WORK INSTRUCTION:
Wherever a line in the records contains the word "push", return that line.

DATASET ENTRIES:
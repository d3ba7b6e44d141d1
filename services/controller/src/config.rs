//! Controller configuration.

use std::time::Duration;

use anyhow::{bail, Context, Result};
use tidepool_reconcile::{
    DEFAULT_IDLE_TIMEOUT, DEFAULT_REGISTRATION_TIMEOUT, DEFAULT_SWEEP_BUDGET,
    DEFAULT_SWEEP_INTERVAL,
};

use crate::sim::QueueSettings;
use crate::workers::DispatchWorkerConfig;

/// Which collaborators the controller talks to.
#[derive(Debug, Clone, Copy, PartialEq, Eq)]
pub enum Backend {
    /// The cluster gateway over HTTP.
    Gateway,
    /// In-process simulated cluster and queue.
    Simulated,
}

impl std::str::FromStr for Backend {
    type Err = anyhow::Error;

    fn from_str(s: &str) -> Result<Self> {
        match s.to_ascii_lowercase().as_str() {
            "gateway" => Ok(Backend::Gateway),
            "simulated" | "sim" => Ok(Backend::Simulated),
            other => bail!("unknown backend '{other}' (expected 'gateway' or 'simulated')"),
        }
    }
}

/// Controller configuration (env-driven).
#[derive(Debug, Clone)]
pub struct Config {
    /// Orchestrator cluster to place tasks on.
    pub cluster_id: String,

    /// Node pool backing the cluster.
    pub pool_id: String,

    /// Task queue to consume (name or URL).
    pub queue: Option<String>,

    pub backend: Backend,

    /// Cluster gateway base URL; required for the gateway backend.
    pub gateway_url: Option<String>,

    /// Empty-node idle period before draining.
    pub idle_timeout: Duration,

    /// Window for a launched instance to register.
    pub registration_timeout: Duration,

    /// Queue visibility timeout (the dispatch retry interval).
    pub visibility_timeout: Duration,

    /// Receives before a message is dead-lettered.
    pub max_receive_count: u32,

    /// Dead-letter retention.
    pub dead_letter_retention: Duration,

    pub sweep_interval: Duration,

    /// Wall-clock budget for one sweep.
    pub sweep_budget: Duration,

    /// Timeout for every collaborator call.
    pub call_timeout: Duration,

    /// Deliveries dispatched at once.
    pub dispatch_concurrency: usize,

    /// Messages requested per receive.
    pub receive_batch: usize,

    /// Long-poll wait per receive.
    pub receive_wait: Duration,

    /// Hold a lease around each sweep.
    pub reaper_lease: bool,

    /// Log level (trace, debug, info, warn, error).
    pub log_level: String,
}

impl Config {
    /// Load configuration from environment variables.
    pub fn from_env() -> Result<Self> {
        Self::from_lookup(|key| std::env::var(key).ok())
    }

    /// Load configuration through a variable lookup.
    pub fn from_lookup<F>(lookup: F) -> Result<Self>
    where
        F: Fn(&str) -> Option<String>,
    {
        let secs = |key: &str, default: Duration| -> Result<Duration> {
            let value: u64 = lookup(key)
                .map(|v| v.parse())
                .transpose()
                .with_context(|| format!("{key} must be an integer (seconds)."))?
                .unwrap_or(default.as_secs());
            if value == 0 {
                bail!("{key} must be greater than zero.");
            }
            Ok(Duration::from_secs(value))
        };
        let count = |key: &str, default: usize| -> Result<usize> {
            let value: usize = lookup(key)
                .map(|v| v.parse())
                .transpose()
                .with_context(|| format!("{key} must be an integer."))?
                .unwrap_or(default);
            if value == 0 {
                bail!("{key} must be greater than zero.");
            }
            Ok(value)
        };

        let cluster_id = lookup("TIDEPOOL_CLUSTER_ID")
            .filter(|v| !v.trim().is_empty())
            .context("Missing cluster id. Set TIDEPOOL_CLUSTER_ID.")?;

        let pool_id = lookup("TIDEPOOL_POOL_ID")
            .filter(|v| !v.trim().is_empty())
            .context("Missing node pool id. Set TIDEPOOL_POOL_ID.")?;

        let queue = lookup("TIDEPOOL_QUEUE_URL").or_else(|| lookup("TIDEPOOL_QUEUE_NAME"));

        let backend: Backend = lookup("TIDEPOOL_BACKEND")
            .map(|v| v.parse())
            .transpose()
            .context("TIDEPOOL_BACKEND is invalid.")?
            .unwrap_or(Backend::Gateway);

        let gateway_url = lookup("TIDEPOOL_GATEWAY_URL");
        if backend == Backend::Gateway && gateway_url.is_none() {
            bail!("TIDEPOOL_GATEWAY_URL is required for the gateway backend.");
        }

        let queue_defaults = QueueSettings::default();
        let dispatch_defaults = DispatchWorkerConfig::default();

        let max_receive_count = count(
            "TIDEPOOL_MAX_RECEIVE_COUNT",
            queue_defaults.max_receive_count as usize,
        )?;
        let max_receive_count = u32::try_from(max_receive_count)
            .context("TIDEPOOL_MAX_RECEIVE_COUNT is too large.")?;

        let reaper_lease = lookup("TIDEPOOL_REAPER_LEASE")
            .map(|v| !(v == "0" || v.eq_ignore_ascii_case("false")))
            .unwrap_or(true);

        let log_level = lookup("TIDEPOOL_LOG_LEVEL").unwrap_or_else(|| "info".to_string());

        Ok(Self {
            cluster_id,
            pool_id,
            queue,
            backend,
            gateway_url,
            idle_timeout: secs("TIDEPOOL_IDLE_TIMEOUT_SECS", DEFAULT_IDLE_TIMEOUT)?,
            registration_timeout: secs(
                "TIDEPOOL_REGISTRATION_TIMEOUT_SECS",
                DEFAULT_REGISTRATION_TIMEOUT,
            )?,
            visibility_timeout: secs(
                "TIDEPOOL_VISIBILITY_TIMEOUT_SECS",
                queue_defaults.visibility_timeout,
            )?,
            max_receive_count,
            dead_letter_retention: secs(
                "TIDEPOOL_DEAD_LETTER_RETENTION_SECS",
                queue_defaults.dead_letter_retention,
            )?,
            sweep_interval: secs("TIDEPOOL_SWEEP_INTERVAL_SECS", DEFAULT_SWEEP_INTERVAL)?,
            sweep_budget: secs("TIDEPOOL_SWEEP_BUDGET_SECS", DEFAULT_SWEEP_BUDGET)?,
            call_timeout: secs("TIDEPOOL_CALL_TIMEOUT_SECS", Duration::from_secs(10))?,
            dispatch_concurrency: count(
                "TIDEPOOL_DISPATCH_CONCURRENCY",
                dispatch_defaults.concurrency,
            )?,
            receive_batch: count("TIDEPOOL_RECEIVE_BATCH", dispatch_defaults.receive_batch)?
                .min(10),
            receive_wait: secs("TIDEPOOL_RECEIVE_WAIT_SECS", dispatch_defaults.receive_wait)?,
            reaper_lease,
            log_level,
        })
    }

    /// Worst-case time from first capacity failure to dead-lettering.
    pub fn max_dispatch_latency(&self) -> Duration {
        self.visibility_timeout * self.max_receive_count
    }
}

#[cfg(test)]
mod tests {
    use super::*;
    use std::collections::HashMap;

    fn load(vars: &[(&str, &str)]) -> Result<Config> {
        let vars: HashMap<String, String> = vars
            .iter()
            .map(|(k, v)| (k.to_string(), v.to_string()))
            .collect();
        Config::from_lookup(|key| vars.get(key).cloned())
    }

    const REQUIRED: [(&str, &str); 3] = [
        ("TIDEPOOL_CLUSTER_ID", "batch"),
        ("TIDEPOOL_POOL_ID", "batch-pool"),
        ("TIDEPOOL_GATEWAY_URL", "http://gateway:8080"),
    ];

    #[test]
    fn test_defaults() {
        let config = load(&REQUIRED).unwrap();

        assert_eq!(config.backend, Backend::Gateway);
        assert_eq!(config.idle_timeout, Duration::from_secs(600));
        assert_eq!(config.registration_timeout, Duration::from_secs(600));
        assert_eq!(config.visibility_timeout, Duration::from_secs(60));
        assert_eq!(config.max_receive_count, 20);
        assert_eq!(config.dead_letter_retention, Duration::from_secs(1_209_600));
        assert_eq!(config.sweep_interval, Duration::from_secs(180));
        assert_eq!(config.sweep_budget, Duration::from_secs(120));
        assert_eq!(config.receive_wait, Duration::from_secs(20));
        assert_eq!(config.dispatch_concurrency, 4);
        assert!(config.reaper_lease);
        assert_eq!(config.max_dispatch_latency(), Duration::from_secs(1200));
    }

    #[test]
    fn test_missing_cluster_id() {
        let err = load(&[("TIDEPOOL_POOL_ID", "p")]).unwrap_err();
        assert!(err.to_string().contains("TIDEPOOL_CLUSTER_ID"));
    }

    #[test]
    fn test_gateway_backend_needs_url() {
        let err = load(&[("TIDEPOOL_CLUSTER_ID", "c"), ("TIDEPOOL_POOL_ID", "p")]).unwrap_err();
        assert!(err.to_string().contains("TIDEPOOL_GATEWAY_URL"));
    }

    #[test]
    fn test_simulated_backend_needs_no_url() {
        let config = load(&[
            ("TIDEPOOL_CLUSTER_ID", "c"),
            ("TIDEPOOL_POOL_ID", "p"),
            ("TIDEPOOL_BACKEND", "simulated"),
        ])
        .unwrap();
        assert_eq!(config.backend, Backend::Simulated);
    }

    #[test]
    fn test_zero_values_are_rejected() {
        let mut vars = REQUIRED.to_vec();
        vars.push(("TIDEPOOL_MAX_RECEIVE_COUNT", "0"));
        assert!(load(&vars).is_err());

        let mut vars = REQUIRED.to_vec();
        vars.push(("TIDEPOOL_IDLE_TIMEOUT_SECS", "0"));
        assert!(load(&vars).is_err());
    }

    #[test]
    fn test_non_numeric_value_is_rejected() {
        let mut vars = REQUIRED.to_vec();
        vars.push(("TIDEPOOL_VISIBILITY_TIMEOUT_SECS", "soon"));
        let err = load(&vars).unwrap_err();
        assert!(err.to_string().contains("TIDEPOOL_VISIBILITY_TIMEOUT_SECS"));
    }

    #[test]
    fn test_lease_can_be_disabled() {
        let mut vars = REQUIRED.to_vec();
        vars.push(("TIDEPOOL_REAPER_LEASE", "false"));
        assert!(!load(&vars).unwrap().reaper_lease);
    }
}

TASK OUTPUT:
        vars.push(("TIDEPOOL_MAX_RECEIVE_COUNT", "0"));
        vars.push(("TIDEPOOL_IDLE_TIMEOUT_SECS", "0"));
        vars.push(("TIDEPOOL_VISIBILITY_TIMEOUT_SECS", "soon"));
        vars.push(("TIDEPOOL_REAPER_LEASE", "false"));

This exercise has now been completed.